1pm: 2 arby's giant roast beef sandwiches, large chocolate shake. You don't want to know total calories on this one!!!!

between 4pm and 6pm: uhm 4 Amstel lights , had to stop by work he he

Soon to be 7pm: Uhm thinking Grilled ham sandwich on whole wheat, with cheddar, fried succhini.. spell that?? with ranch to dip in and one more Amstel light.

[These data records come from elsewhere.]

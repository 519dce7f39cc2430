//! Fill tracking.
//!
//! Turns the unreliable mix of submission responses, push updates and pull
//! queries into one awaitable per order:
//!
//! - Every order has one slot (`watch` channel) indexed under each id it is
//!   known by, so a push keyed by either the venue order id or the client
//!   order id reaches the same waiter.
//! - Pushes that arrive before the order is acknowledged (or even registered)
//!   are cached in a slot and satisfy the waiter immediately.
//! - Keys of resolved orders are remembered for a while, so duplicate pushes
//!   are absorbed silently instead of re-creating slots.
//! - On push timeout, market orders are confirmed by query or history scan;
//!   limit orders are canceled first and then re-queried.
//! - Without push, the order is polled until terminal or timeout.

use std::sync::atomic::{AtomicBool, Ordering};
use std::sync::Arc;
use std::time::Duration;

use arbx_core::{
    InstrumentId, OrderHandle, OrderIdentity, OrderKey, OrderSnapshot, OrderStatus, Size, VenueId,
};
use arbx_telemetry::Metrics;
use dashmap::DashMap;
use parking_lot::Mutex;
use tokio::sync::watch;
use tokio::time::Instant;
use tracing::{debug, info, warn};

use crate::error::{VenueError, VenueResult};
use crate::sequencer::OrderSequencer;
use crate::venue::{DynVenue, OrderUpdateCallback};

/// Orders scanned when confirming a market order from history.
pub const HISTORY_SCAN_LIMIT: usize = 50;

/// How long resolved keys absorb duplicate pushes, and how long an unclaimed
/// early push is kept.
const RESOLVED_TTL: Duration = Duration::from_secs(600);

/// Result of waiting for one order.
#[derive(Debug, Clone, Copy, PartialEq, Eq)]
pub enum FillOutcome {
    /// Confirmed fill (possibly partial).
    Filled(Size),
    /// Confirmed no fill: canceled, rejected or timed out and canceled.
    NotFilled,
    /// A market order whose fill could not be confirmed either way.
    Unresolved,
}

impl FillOutcome {
    /// Confirmed filled quantity; zero unless `Filled`.
    #[must_use]
    pub fn filled(&self) -> Size {
        match self {
            Self::Filled(q) => *q,
            Self::NotFilled | Self::Unresolved => Size::ZERO,
        }
    }
}

/// Where a wait was resolved. Used as a metrics label.
#[derive(Debug, Clone, Copy, PartialEq, Eq)]
enum Source {
    Ack,
    Push,
    Pull,
    History,
    Poll,
    Cancel,
    Timeout,
}

impl Source {
    fn label(self) -> &'static str {
        match self {
            Self::Ack => "ack",
            Self::Push => "push",
            Self::Pull => "pull",
            Self::History => "history",
            Self::Poll => "poll",
            Self::Cancel => "cancel",
            Self::Timeout => "timeout",
        }
    }
}

// ============================================================================
// Slots
// ============================================================================

#[derive(Debug, Clone, Default)]
struct SlotView {
    /// Everything learned so far, merged monotonically.
    snapshot: Option<OrderSnapshot>,
    /// A "filled" report carried no quantity.
    anomaly: bool,
    updates: u64,
}
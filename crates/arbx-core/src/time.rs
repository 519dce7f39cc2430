//! Wall-clock helpers.

/// Current Unix time in milliseconds.
#[must_use]
pub fn now_ms() -> u64 {
    u64::try_from(chrono::Utc::now().timestamp_millis()).unwrap_or(0)
}
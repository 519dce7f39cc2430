//! Precision-safe decimal types for order prices and quantities.
//!
//! Uses `rust_decimal` for exact decimal arithmetic. Venue quantities are
//! compared for equality when pairing legs, so floating point is never used.

use rust_decimal::Decimal;
use serde::{Deserialize, Serialize};
use std::fmt;
use std::ops::{Add, Sub};
use std::str::FromStr;

/// Price with exact decimal precision.
#[derive(Debug, Clone, Copy, PartialEq, Eq, PartialOrd, Ord, Hash, Serialize, Deserialize)]
#[serde(transparent)]
pub struct Price(pub Decimal);

impl Price {
    pub const ZERO: Self = Self(Decimal::ZERO);

    #[inline]
    pub fn new(value: Decimal) -> Self {
        Self(value)
    }

    #[inline]
    pub fn inner(&self) -> Decimal {
        self.0
    }

    #[inline]
    pub fn is_zero(&self) -> bool {
        self.0.is_zero()
    }

    #[inline]
    pub fn is_positive(&self) -> bool {
        self.0.is_sign_positive() && !self.0.is_zero()
    }

    /// Round down to a multiple of `tick_size`.
    #[inline]
    pub fn round_to_tick(&self, tick_size: Price) -> Self {
        if tick_size.is_zero() {
            return *self;
        }
        Self((self.0 / tick_size.0).floor() * tick_size.0)
    }

    /// Round up to a multiple of `tick_size`.
    #[inline]
    pub fn round_up_to_tick(&self, tick_size: Price) -> Self {
        if tick_size.is_zero() {
            return *self;
        }
        Self((self.0 / tick_size.0).ceil() * tick_size.0)
    }

    /// Smallest step expressible at this price's decimal precision.
    ///
    /// `101.25` → `0.01`, `3000` → `1`. Used when a venue tick size is not
    /// configured and the quoted price is the best available hint.
    #[must_use]
    pub fn step_from_scale(&self) -> Price {
        let normalized = self.0.normalize();
        Self(Decimal::new(1, normalized.scale()))
    }

    /// Scale the price by `(1 + pct)`. Negative `pct` moves it down.
    #[inline]
    pub fn offset_pct(&self, pct: Decimal) -> Self {
        Self(self.0 * (Decimal::ONE + pct))
    }
}

impl fmt::Display for Price {
    fn fmt(&self, f: &mut fmt::Formatter<'_>) -> fmt::Result {
        write!(f, "{}", self.0)
    }
}

impl FromStr for Price {
    type Err = rust_decimal::Error;

    fn from_str(s: &str) -> Result<Self, Self::Err> {
        Ok(Self(s.parse()?))
    }
}

impl From<Decimal> for Price {
    fn from(d: Decimal) -> Self {
        Self(d)
    }
}

impl Add for Price {
    type Output = Self;

    fn add(self, rhs: Self) -> Self::Output {
        Self(self.0 + rhs.0)
    }
}

impl Sub for Price {
    type Output = Self;

    fn sub(self, rhs: Self) -> Self::Output {
        Self(self.0 - rhs.0)
    }
}

/// Order quantity with exact decimal precision.
#[derive(
    Debug, Clone, Copy, Default, PartialEq, Eq, PartialOrd, Ord, Hash, Serialize, Deserialize,
)]
#[serde(transparent)]
pub struct Size(pub Decimal);

impl Size {
    pub const ZERO: Self = Self(Decimal::ZERO);
    pub const ONE: Self = Self(Decimal::ONE);

    #[inline]
    pub fn new(value: Decimal) -> Self {
        Self(value)
    }

    #[inline]
    pub fn inner(&self) -> Decimal {
        self.0
    }

    #[inline]
    pub fn is_zero(&self) -> bool {
        self.0.is_zero()
    }

    #[inline]
    pub fn is_positive(&self) -> bool {
        self.0.is_sign_positive() && !self.0.is_zero()
    }

    /// `self - rhs`, clamped at zero.
    #[inline]
    pub fn saturating_sub(self, rhs: Size) -> Self {
        if rhs.0 >= self.0 {
            Self::ZERO
        } else {
            Self(self.0 - rhs.0)
        }
    }

    /// Clamp negative values to zero.
    #[inline]
    pub fn clamp_non_negative(self) -> Self {
        if self.0.is_sign_negative() {
            Self::ZERO
        } else {
            self
        }
    }
}

impl fmt::Display for Size {
    fn fmt(&self, f: &mut fmt::Formatter<'_>) -> fmt::Result {
        write!(f, "{}", self.0)
    }
}

impl FromStr for Size {
    type Err = rust_decimal::Error;

    fn from_str(s: &str) -> Result<Self, Self::Err> {
        Ok(Self(s.parse()?))
    }
}

impl From<Decimal> for Size {
    fn from(d: Decimal) -> Self {
        Self(d)
    }
}

impl Add for Size {
    type Output = Self;

    fn add(self, rhs: Self) -> Self::Output {
        Self(self.0 + rhs.0)
    }
}

impl Sub for Size {
    type Output = Self;

    fn sub(self, rhs: Self) -> Self::Output {
        Self(self.0 - rhs.0)
    }
}

impl std::iter::Sum for Size {
    fn sum<I: Iterator<Item = Self>>(iter: I) -> Self {
        iter.fold(Self::ZERO, |acc, s| acc + s)
    }
}
//! Reduce-only recovery probing.
//!
//! Restricted pairs are re-tested on a fixed wall-clock schedule (hourly at
//! `:00:05` by default): each probe sends a minimal opening order on a failed
//! leg through [`ExecutionEngine::probe_leg`]. The first accepted probe clears
//! the whole pair.

use std::collections::HashMap;
use std::sync::Arc;
use std::time::Duration;

use arbx_core::{LegKey, PairId, Size};
use chrono::{DateTime, Utc};
use tokio_util::sync::CancellationToken;
use tracing::{debug, info};

use crate::engine::ExecutionEngine;
use crate::halt::ExecutionEvent;

/// Time until the next `interval` boundary plus `offset`, in UTC.
///
/// Never zero: a call exactly on a boundary waits a full interval.
#[must_use]
pub fn next_fire_delay(now: DateTime<Utc>, interval: Duration, offset: Duration) -> Duration {
    let period = interval.as_secs().max(1) as i64;
    let offset = (offset.as_secs() as i64).rem_euclid(period);
    let into_period = (now.timestamp() - offset).rem_euclid(period);
    let wait = Duration::from_secs((period - into_period) as u64);
    let elapsed_subsec = Duration::from_nanos(u64::from(now.timestamp_subsec_nanos()));
    if wait > elapsed_subsec {
        wait - elapsed_subsec
    } else {
        wait
    }
}

/// Periodic prober for the reduce-only guard.
#[derive(Debug, Clone)]
pub struct ProbeService {
    engine: Arc<ExecutionEngine>,
}

impl ProbeService {
    #[must_use]
    pub fn new(engine: Arc<ExecutionEngine>) -> Self {
        Self { engine }
    }

    fn enabled(&self) -> bool {
        let config = self.engine.config();
        config.probe.enabled && !config.is_observation_mode()
    }

    /// Probe every restricted pair once. Returns the pairs cleared.
    ///
    /// Legs shared by several pairs are probed once per round.
    pub async fn run_once(&self) -> Vec<PairId> {
        let mut cleared = Vec::new();
        if !self.enabled() {
            return cleared;
        }
        let guard = self.engine.guard();
        let targets = guard.legs_to_probe();
        if targets.is_empty() {
            return cleared;
        }

        let quantity = Size::new(self.engine.config().probe.quantity);
        let mut probed: HashMap<LegKey, bool> = HashMap::new();
        for target in targets {
            if cleared.contains(&target.pair_id) {
                continue;
            }
            let success = match probed.get(&target.leg) {
                Some(success) => *success,
                None => {
                    let success = self.engine.probe_leg(&target.leg, quantity).await;
                    probed.insert(target.leg.clone(), success);
                    success
                }
            };

            guard.record_probe_result(&target.pair_id, &target.leg, success);
            if success {
                self.engine.events().emit(ExecutionEvent::ReduceOnlyCleared {
                    pair_id: target.pair_id.clone(),
                    leg: target.leg.clone(),
                });
                cleared.push(target.pair_id);
            }
        }

        info!(
            probed = probed.len(),
            cleared = cleared.len(),
            still_blocked = guard.blocked_pairs().len(),
            "Reduce-only probe round finished"
        );
        cleared
    }

    /// Run probe rounds on schedule until `shutdown` fires.
    pub async fn run(self, shutdown: CancellationToken) {
        if !self.enabled() {
            info!("Reduce-only probing disabled");
            return;
        }
        let config = &self.engine.config().probe;
        let interval = Duration::from_secs(config.interval_secs);
        let offset = Duration::from_secs(config.offset_secs);
        info!(
            interval_secs = config.interval_secs,
            offset_secs = config.offset_secs,
            "Reduce-only probe service started"
        );

        loop {
            let delay = next_fire_delay(Utc::now(), interval, offset);
            debug!(delay_secs = delay.as_secs(), "Next reduce-only probe");
            tokio::select! {
                () = tokio::time::sleep(delay) => {}
                () = shutdown.cancelled() => {
                    info!("Reduce-only probe service stopped");
                    return;
                }
            }
            self.run_once().await;
        }
    }
}
//! Shared fixtures for integration tests.

pub mod harness;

I know you are all gonna hate me after reading what I get away with when it comes to eating 

Oh and too many drinks tonight!!!!!


----------



## Pitboss (Sep 25, 2004)

Pitboss said:
			
		

> Thanks all!!!!  Yeah I am happy, happier than I have been in some time!!
> 
> Well the plan was to get moving on legs in the morn but I just got an invite with a friend, GF, who I have been asking, and asking, and asking to go out with me for ever now. Going to the House of Blues to see Ministry.. on the VIP guest list to boot....  damn what to wear???  Only problem is I don't know how to treat this, as a date or as friends... hmmm  play it safe



It's 9pm and I'm still hurting from last night.. Need to switch to something other than Amstel light when I drink. I get the worst hangovers from that stuff. 

So had a blast.. didn't turn out as I had hoped though, seems me and this girl are just friends.. LOL gee you'd think after 20 plus years of dating women I'd be able to tell these things.. oh well. 

Diet today???  
Not even going there.. if I'm lucky 1500 cals today. hard to eat hungover!!!


----------



## Jenny (Sep 27, 2004)

What's shrinking in here?


----------



## Pitboss (Sep 27, 2004)

Jenny said:
			
		

> What's shrinking in here?



Everything but that silly!!!


----------



## Pitboss (Sep 27, 2004)

Okay hows this for a work day?  

Opened the bar at 11:30am got home at 3am.. 15 hours!! Took an hour nap, now I am here, have to be at UPS at 5:30am today, be back home around 9am, nap for an hour and back at the bar at 11:30am. In 24 hours I will have, uh, 2 hours sleep!! Gee I think the gym is out of the question today, ya think??


----------



## butterfly (Sep 28, 2004)

It's been awhile, huh?!?

I posted some more pics in my gallery of my little doll, go check them out!


----------



## Pitboss (Oct 1, 2004)

butterfly said:
			
		

> It's been awhile, huh?!?
> 
> I posted some more pics in my gallery of my little doll, go check them out!



Been too long!!!!!!!!!! 

I saw her and she is soooooo adorable!!!!!!!! Those eyes are so big and beautiful!!!  She has your looks!!! And if she is luck she has Johns'.. uhm ?? Wisdom teeth!! She can always remove them later on in life


----------



## Pitboss (Oct 1, 2004)

What a freaking week!!! No gym at all. Hardly any sleep. I went basically 38 hours without sleep. Worked another double on Wednesday, got about 5 hours sleep after than and finally last night close to 8 hours. Whew. I need a vacation!!!

This weekend I have Carter , so I'll have to hit the gym starting Monday and really get my routine going. 

Still not sure when I will be starting at UPS yet, but I plan on doing the gym at 8pm regardless just so I can get used to going at that time. 

Hope ya all have a great weekend!!!


----------